Pheochromocytoma is a rare type of tumor that typically forms in the middle portion of the adrenal glands, located on top of the kidneys. These tumors arise from chromaffin cells, which are specialized cells that produce catecholamines, including adrenaline (epinephrine) and noradrenaline (norepinephrine). 

Adrenaline and noradrenaline help the body respond to stress by facilitating its "fight-or-flight" response, influencing blood pressure, heart rate, and other physiological functions for survival. When a pheochromocytoma develops, it leads to the overproduction of these hormones, which can cause a range of symptoms and complications if left untreated.

Pheochromocytomas can affect individuals of any age, but they are most commonly diagnosed between the ages of 30 and 50. Approximately 25-35% of pheochromocytomas are linked to hereditary syndromes. Mutations in genes such as RET (associated with multiple endocrine neoplasia type 2), VHL (linked to von Hippel-Lindau syndrome), SDH (succinate dehydrogenase), and NF1 (associated with neurofibromatosis type 1) significantly increase the risk. Individuals with a family history of these syndromes are more likely to develop pheochromocytomas. (21

The overproduction of catecholamines in pheochromocytoma causes a variety of symptoms, many of which are episodic and may be mistaken for other conditions. Common symptoms include: 

Diagnostic Process

Diagnosing pheochromocytoma involves a stepwise approach to confirm the tumor's presence and localize its precise location within the body. Because pheochromocytoma causes episodic symptoms that can mimic other conditions, it is easy to misdiagnose this condition.

Step 1: Clinical Evaluation 

Physicians will take a comprehensive medical history, noting signs and symptoms indicative of excessive catecholamine secretion. They will also collect information about family history, specifically focusing on hereditary syndromes that increase an individual's risk of pheochromocytoma.

Step 2: Biochemical Testing

Once pheochromocytoma is suspected based on symptoms and/or family history, biochemical testing is the next step. Catecholamines are broken down into metanephrines, which can be measured in blood and urine.

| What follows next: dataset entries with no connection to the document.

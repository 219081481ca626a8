//! 句柄注册表：跨进程重启持久化存储句柄的唯一槽位

use std::fs::File;
use std::io::Write;
use std::path::{Path, PathBuf};

use serde::{Deserialize, Serialize};

use crate::model::catalog::StoreError;

/// 槽位文件内容：只记录当前绑定的数据文件路径
#[derive(Debug, Serialize, Deserialize)]
struct HandleSlot {
    data_file: PathBuf,
}

/// 持久化的句柄注册表
///
/// 只有一个槽位：选择新文件总是整体覆盖，从不追加或合并
#[derive(Debug, Clone)]
pub struct HandleRegistry {
    slot_path: PathBuf,
}

impl HandleRegistry {
    /// 在指定槽位文件上打开注册表
    pub fn at(slot_path: PathBuf) -> Self {
        HandleRegistry { slot_path }
    }

    /// 读取上次持久化的句柄
    ///
    /// 任何失败（文件缺失、JSON损坏、路径字段缺失）都静默返回 None：
    /// 句柄丢失可以通过回退到默认目录恢复，从不致命
    pub fn load_handle(&self) -> Option<PathBuf> {
        let text = std::fs::read_to_string(&self.slot_path).ok()?;
        let slot: HandleSlot = serde_json::from_str(&text).ok()?;
        tracing::debug!("已恢复存储句柄: {}", slot.data_file.display());
        Some(slot.data_file)
    }

    /// 覆盖写入槽位，返回前保证已落盘（无写后延迟）
    pub fn save_handle(&self, handle: &Path) -> Result<(), StoreError> {
        if let Some(parent) = self.slot_path.parent() {
            std::fs::create_dir_all(parent)?;
        }
        let slot = HandleSlot {
            data_file: handle.to_path_buf(),
        };
        let text = serde_json::to_string_pretty(&slot)?;
        let mut f = File::create(&self.slot_path)?;
        f.write_all(text.as_bytes())?;
        f.sync_all()?;
        tracing::info!("存储句柄已持久化: {}", handle.display());
        Ok(())
    }
}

Initial testing for pheochromocytoma should include one of these tests

  • Plasma-fractionated metanephrines
  • 24-hour urine fractionated metanephrines and catecholamines

Elevated metanephrines are a sign of pheochromocytoma and help differentiate this condition from other conditions that can cause similar symptoms.

Step 3: Imaging Studies  

If your blood or urine test is positive, your doctor will order imaging to locate the tumor. Computed tomography (CT) or magnetic resonance imaging (MRI) are the primary imaging modalities used to visualize adrenal tumors. (12

For more complex cases, particularly in the rare scenario where the tumor has spread (metastasized) to other parts of the body, an MIBG or PET scan is used to localize tumors outside the adrenal glands (12). 

Step 4: Genetic Testing

Given the strong association with hereditary syndromes, genetic testing is recommended for patients diagnosed with pheochromocytoma. Identifying specific gene mutations can guide treatment strategies and help screen family members at risk of developing the tumor.

Treatment Options

Pheochromocytoma treatment requires a comprehensive, multidisciplinary approach involving specialists across several fields to manage both the tumor and the effects of excessive hormone production. Given the complexity of the condition, a care team may include a variety of specialists, such as genetic counselors, endocrinologists, surgeons, cardiologists, oncologists, and primary care providers.

Surgery

The mainstay of treatment for pheochromocytoma is adrenalectomy (surgical removal of one or both adrenal glands).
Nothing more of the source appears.